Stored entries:
........

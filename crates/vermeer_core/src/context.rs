//! Cancellation and deadline propagation for blocking collaborator calls.

use std::future::Future;
use std::time::Duration;
use tokio::sync::watch;
use tokio::time::Instant;
use vermeer_error::Interrupted;

/// Per-request cancellation and deadline signal.
///
/// Cloning is cheap; clones observe the same cancellation handle.
///
/// # Examples
///
/// ```
/// use std::time::Duration;
/// use vermeer_core::RequestContext;
///
/// # #[tokio::main(flavor = "current_thread")]
/// # async fn main() {
/// let (ctx, handle) = RequestContext::new()
///     .with_timeout(Duration::from_secs(30))
///     .cancellable();
/// assert!(!ctx.is_cancelled());
/// handle.cancel();
/// assert!(ctx.is_cancelled());
/// # }
/// ```
#[derive(Debug, Clone, Default)]
pub struct RequestContext {
    deadline: Option<Instant>,
    cancel: Option<watch::Receiver<bool>>,
}

/// Handle that cancels every clone of a [`RequestContext`].
#[derive(Debug)]
pub struct CancelHandle(watch::Sender<bool>);

impl CancelHandle {
    /// Signal cancellation.
    pub fn cancel(&self) {
        self.0.send_replace(true);
    }
}

impl RequestContext {
    /// A context with no deadline that is never cancelled.
    pub fn new() -> Self {
        Self::default()
    }

    /// Set an absolute deadline, keeping the earlier one if already set.
    pub fn with_deadline(mut self, deadline: Instant) -> Self {
        self.deadline = Some(match self.deadline {
            Some(existing) => existing.min(deadline),
            None => deadline,
        });
        self
    }

    /// Set a deadline relative to now.
    pub fn with_timeout(self, timeout: Duration) -> Self {
        self.with_deadline(Instant::now() + timeout)
    }

    /// Attach a fresh cancellation handle.
    pub fn cancellable(mut self) -> (Self, CancelHandle) {
        let (tx, rx) = watch::channel(false);
        self.cancel = Some(rx);
        (self, CancelHandle(tx))
    }

    /// The deadline, if any.
    pub fn deadline(&self) -> Option<Instant> {
        self.deadline
    }

    /// Whether cancellation was signalled.
    pub fn is_cancelled(&self) -> bool {
        self.cancel.as_ref().is_some_and(|rx| *rx.borrow())
    }

    /// Check the context without awaiting anything.
    pub fn check(&self) -> Result<(), Interrupted> {
        if self.is_cancelled() {
            return Err(Interrupted::Cancelled);
        }
        match self.deadline {
            Some(deadline) if Instant::now() >= deadline => Err(Interrupted::DeadlineExceeded),
            _ => Ok(()),
        }
    }

    /// Drive `fut` until it completes, the context is cancelled, or the deadline passes.
    pub async fn run<F>(&self, fut: F) -> Result<F::Output, Interrupted>
    where
        F: Future,
    {
        self.check()?;

        let cancelled = async {
            match self.cancel.clone() {
                Some(mut rx) => loop {
                    if *rx.borrow_and_update() {
                        break;
                    }
                    if rx.changed().await.is_err() {
                        // Handle dropped without cancelling.
                        std::future::pending::<()>().await;
                    }
                },
                None => std::future::pending::<()>().await,
            }
        };

        let expired = async {
            match self.deadline {
                Some(deadline) => tokio::time::sleep_until(deadline).await,
                None => std::future::pending::<()>().await,
            }
        };

        tokio::select! {
            output = fut => Ok(output),
            _ = cancelled => Err(Interrupted::Cancelled),
            _ = expired => Err(Interrupted::DeadlineExceeded),
        }
    }
}
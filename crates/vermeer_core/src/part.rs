//! Request fragments sent to the remote generative service.

use chrono::{DateTime, Utc};
use serde::{Deserialize, Serialize};

/// One fragment of a generation request.
///
/// The order of parts in a request is significant to the caller.
#[derive(Debug, Clone, PartialEq, Eq, Serialize, Deserialize)]
#[serde(tag = "type", content = "data")]
pub enum Part {
    /// Instruction text.
    Text(String),

    /// Image bytes carried directly in the request.
    InlineImage {
        /// Sniffed MIME type, always `image/*`
        mime_type: String,
        /// Raw image bytes
        data: Vec<u8>,
    },

    /// A file previously registered with the remote asset store.
    RemoteHandle {
        /// Externally usable handle URI
        uri: String,
        /// MIME type recorded at registration, if known
        mime_type: Option<String>,
    },
}

impl Part {
    /// Whether this part carries an image, inline or by handle.
    pub fn is_image(&self) -> bool {
        !matches!(self, Part::Text(_))
    }
}

/// A registration with the remote asset store.
///
/// Stored as a single cache entry so the handle URI and the deletion name
/// always expire together.
#[derive(Debug, Clone, PartialEq, Eq, Serialize, Deserialize, derive_getters::Getters)]
pub struct RemoteHandle {
    /// Externally usable handle URI
    uri: String,
    /// Internal name required for deletion
    name: String,
    /// MIME type of the uploaded bytes
    mime_type: String,
    /// When the registration stops being trusted
    expires_at: DateTime<Utc>,
}

impl RemoteHandle {
    /// Create a handle record.
    pub fn new(
        uri: impl Into<String>,
        name: impl Into<String>,
        mime_type: impl Into<String>,
        expires_at: DateTime<Utc>,
    ) -> Self {
        Self {
            uri: uri.into(),
            name: name.into(),
            mime_type: mime_type.into(),
            expires_at,
        }
    }

    /// Whether the handle is still usable at `now`.
    pub fn is_live(&self, now: DateTime<Utc>) -> bool {
        now < self.expires_at
    }

    /// Convert into a request part.
    pub fn to_part(&self) -> Part {
        Part::RemoteHandle {
            uri: self.uri.clone(),
            mime_type: Some(self.mime_type.clone()),
        }
    }
}

#[cfg(test)]
mod tests {
    use super::*;
    use chrono::Duration;

    #[test]
    fn test_handle_liveness() {
        let now = Utc::now();
        let handle = RemoteHandle::new("https://files/1", "files/1", "image/png", now + Duration::seconds(5));
        assert!(handle.is_live(now));
        assert!(!handle.is_live(now + Duration::seconds(5)));
    }

    #[test]
    fn test_handle_to_part() {
        let handle = RemoteHandle::new("https://files/1", "files/1", "image/png", Utc::now());
        assert_eq!(
            handle.to_part(),
            Part::RemoteHandle {
                uri: "https://files/1".to_string(),
                mime_type: Some("image/png".to_string()),
            }
        );
        assert!(handle.to_part().is_image());
        assert!(!Part::Text("hi".to_string()).is_image());
    }
}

........

When a line among the entries contains "Serialize", pull that line out.

* [Answer to the problem]:
use serde::{Deserialize, Serialize};
#[derive(Debug, Clone, PartialEq, Eq, Serialize, Deserialize)]
#[derive(Debug, Clone, PartialEq, Eq, Serialize, Deserialize, derive_getters::Getters)]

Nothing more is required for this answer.